Mannington Commercial, a leader in flooring for commercial interiors, has won a Best of NeoCon Silver award and a HiP Award for the Infused Collection, a sophisticated mosaic of coordinating graphic LVT patterns.

Van Gogh once said, “Great things are done by a series of small things brought together.” This quote was a touchstone throughout product development of the collection. Designed by ONE Global Design—a network of principal-led design firms in 18 cities across North America—the innovative collection is a modern interpretation of LVT consisting of five patterns: Bordado, Broad Street, Birds Eye, Hustle and Scratch That.

Guided by the concept that “more is more,” the colorful line is a love letter to Mexico City, Philadelphia, Chicago, Atlanta and New York. The five cities’ patterns are connected through line quality and shared colorways—a combination of brights and neutrals, infused with the bold and playful spirit of the vibrant cultures that inspired them.

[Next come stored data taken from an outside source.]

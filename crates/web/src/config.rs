//! Application configuration loaded from environment variables.
//!
//! # Environment Variables
//!
//! ## Required
//! - `STOCKROOM_DATABASE_URL` - `SQLite` connection string (e.g.,
//!   `sqlite:stockroom.db`); falls back to the generic `DATABASE_URL`
//!
//! ## Optional
//! - `STOCKROOM_HOST` - Bind address (default: 127.0.0.1)
//! - `STOCKROOM_PORT` - Listen port (default: 8080)
//! - `STOCKROOM_BASE_URL` - Public base URL (default: <http://localhost:8080>)
//! - `STOCKROOM_SEED_PASSWORD` - Password for the seeded `admin` account
//!   (default: admin)

use std::net::{IpAddr, SocketAddr};

use secrecy::SecretString;
use thiserror::Error;

/// Configuration errors that can occur during loading.
#[derive(Debug, Error)]
pub enum ConfigError {
    #[error("Missing environment variable: {0}")]
    MissingEnvVar(String),
    #[error("Invalid environment variable {0}: {1}")]
    InvalidEnvVar(String, String),
}

/// Application configuration.
#[derive(Debug, Clone)]
pub struct AppConfig {
    /// `SQLite` database connection URL (may embed credentials)
    pub database_url: SecretString,
    /// IP address to bind the server to
    pub host: IpAddr,
    /// Port to listen on
    pub port: u16,
    /// Public base URL; an `https://` base marks session cookies `Secure`
    pub base_url: String,
    /// Password given to the seeded `admin` account
    pub seed_password: SecretString,
}

impl AppConfig {
    /// Load configuration from environment variables.
    ///
    /// Calls `dotenvy::dotenv()` to load from `.env` file if present.
    ///
    /// # Errors
    ///
    /// Returns `ConfigError` if the database URL is missing or a variable
    /// fails to parse.
    pub fn from_env() -> Result<Self, ConfigError> {
        // Load .env file if present (ignore errors if not found)
        let _ = dotenvy::dotenv();

        let database_url = get_database_url("STOCKROOM_DATABASE_URL")?;
        let host = get_env_or_default("STOCKROOM_HOST", "127.0.0.1")
            .parse::<IpAddr>()
            .map_err(|e| ConfigError::InvalidEnvVar("STOCKROOM_HOST".to_string(), e.to_string()))?;
        let port = get_env_or_default("STOCKROOM_PORT", "8080")
            .parse::<u16>()
            .map_err(|e| ConfigError::InvalidEnvVar("STOCKROOM_PORT".to_string(), e.to_string()))?;
        let base_url = get_env_or_default("STOCKROOM_BASE_URL", "http://localhost:8080");
        let seed_password =
            SecretString::from(get_env_or_default("STOCKROOM_SEED_PASSWORD", "admin"));

        Ok(Self {
            database_url,
            host,
            port,
            base_url,
            seed_password,
        })
    }

    /// Returns the socket address for binding the server.
    #[must_use]
    pub const fn socket_addr(&self) -> SocketAddr {
        SocketAddr::new(self.host, self.port)
    }
}

// =============================================================================
// Helper Functions
// =============================================================================

/// Get database URL with fallback to generic `DATABASE_URL`.
fn get_database_url(primary_key: &str) -> Result<SecretString, ConfigError> {
    // Try primary key first (e.g., STOCKROOM_DATABASE_URL)
    if let Ok(value) = std::env::var(primary_key) {
        return Ok(SecretString::from(value));
    }
    // Fallback to generic DATABASE_URL
    if let Ok(value) = std::env::var("DATABASE_URL") {
        return Ok(SecretString::from(value));
    }
    Err(ConfigError::MissingEnvVar(primary_key.to_string()))
}

/// Get an environment variable with a default value.
fn get_env_or_default(key: &str, default: &str) -> String {
    std::env::var(key).unwrap_or_else(|_| default.to_string())
}

#[cfg(test)]
#[allow(clippy::unwrap_used)]
mod tests {
    use super::*;

    fn test_config() -> AppConfig {
        AppConfig {
            database_url: SecretString::from("sqlite:stockroom-test.db"),
            host: "127.0.0.1".parse().unwrap(),
            port: 8080,
            base_url: "http://localhost:8080".to_string(),
            seed_password: SecretString::from("admin"),
        }
    }

    #[test]
    fn test_socket_addr() {
        let config = test_config();
        let addr = config.socket_addr();
        assert_eq!(addr.ip().to_string(), "127.0.0.1");
        assert_eq!(addr.port(), 8080);
    }

    #[test]
    fn test_debug_redacts_database_url() {
        let config = AppConfig {
            database_url: SecretString::from("sqlite:/var/lib/private/stockroom.db"),
            ..test_config()
        };

        let debug_output = format!("{config:?}");
        assert!(debug_output.contains("REDACTED"));
        assert!(!debug_output.contains("/var/lib/private"));
    }

    #[test]
    fn test_get_env_or_default_falls_back() {
        let value = get_env_or_default("STOCKROOM_TEST_UNSET_VARIABLE", "fallback");
        assert_eq!(value, "fallback");
    }

    #[test]
    fn test_config_error_display() {
        let err = ConfigError::MissingEnvVar("STOCKROOM_DATABASE_URL".to_string());
        assert_eq!(
            err.to_string(),
            "Missing environment variable: STOCKROOM_DATABASE_URL"
        );

        let err = ConfigError::InvalidEnvVar("STOCKROOM_PORT".to_string(), "bad".to_string());
        assert_eq!(
            err.to_string(),
            "Invalid environment variable STOCKROOM_PORT: bad"
        );
    }
}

The Infused Collection was created to be mixed and remixed, so that it matches the vision of any designer. Strong enough to stand alone, colors and designs also can be combined to make a bold statement for feature areas, or in tonal and sophisticated ways for quieter spaces. Each pattern is available in 9”x9” and 2.5”x36” formats, and is emboldened with a subtle luster, giving tiles a refined yet striking character that subtly shimmers and shifts as you move across the room.

With a 20-mil wear layer for affordability and durability, the collection is manufactured using patented Quantum Guard HP, an aluminum oxide topcoat cured by an ultraviolet process that enhances scratch and stain resistance, as well as slip-retardance. It is available with Mannington’s advanced underlayment technology, which meets or exceeds all IIC sound requirements. While applicable to any market segment, the Infused Collection is especially well-suited to retail, hospitality and corporate.

The Best of NeoCon® is sponsored by Contract magazine, Merchandise Mart Properties, Inc., The International Interior Design Association (IIDA), The International Facility Management Association (IFMA), and The McMorrow Reports for Facilities Management.

Interior Design magazine’s HIP (Honoring Industry People) Awards recognize individuals in the design industry as well as  product solutions. Winners are selected by popular vote online.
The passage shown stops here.